PROBLEM STATEMENT. State how many lines in the listing below include the word "IndexSet", and add nothing besides the number.

THE DATA.
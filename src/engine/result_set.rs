use indexmap::IndexSet;
use serde::{Deserialize, Serialize};
use serde_json::Value;

/// Columns plus rows of JSON cells, exactly as an engine returned them.
#[derive(Debug, Clone, Default, PartialEq, Serialize, Deserialize)]
pub struct ResultSet {
    pub columns: Vec<String>,
    pub rows: Vec<Vec<Value>>,
}

impl ResultSet {
    pub fn new(columns: Vec<String>, rows: Vec<Vec<Value>>) -> Self {
        Self { columns, rows }
    }

    pub fn empty() -> Self {
        Self::default()
    }

    pub fn with_columns<S: AsRef<str>>(columns: &[S]) -> Self {
        Self::new(columns.iter().map(|c| c.as_ref().to_string()).collect(), Vec::new())
    }

    pub fn push_row(&mut self, row: Vec<Value>) {
        self.rows.push(row);
    }

    /// Builds a result set from row objects (`[{"col": v, ...}, ...]`).
    /// Columns are the union of keys in first-seen order; missing keys are null.
    pub fn from_json_rows(rows: &[Value]) -> Self {
        let mut columns: IndexSet<String> = IndexSet::new();
        for row in rows {
            if let Value::Object(map) = row {
                columns.extend(map.keys().cloned());
            }
        }

        let rows = rows
            .iter()
            .map(|row| {
                columns
                    .iter()
                    .map(|c| row.get(c).cloned().unwrap_or(Value::Null))
                    .collect()
            })
            .collect();

        Self { columns: columns.into_iter().collect(), rows }
    }

    pub fn row_count(&self) -> usize {
        self.rows.len()
    }

    pub fn column_count(&self) -> usize {
        self.columns.len()
    }

    pub fn is_empty(&self) -> bool {
        self.rows.is_empty()
    }

    pub fn null_count(&self) -> usize {
        self.rows.iter().flatten().filter(|v| v.is_null()).count()
    }
}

COMPLETED EXERCISE. 2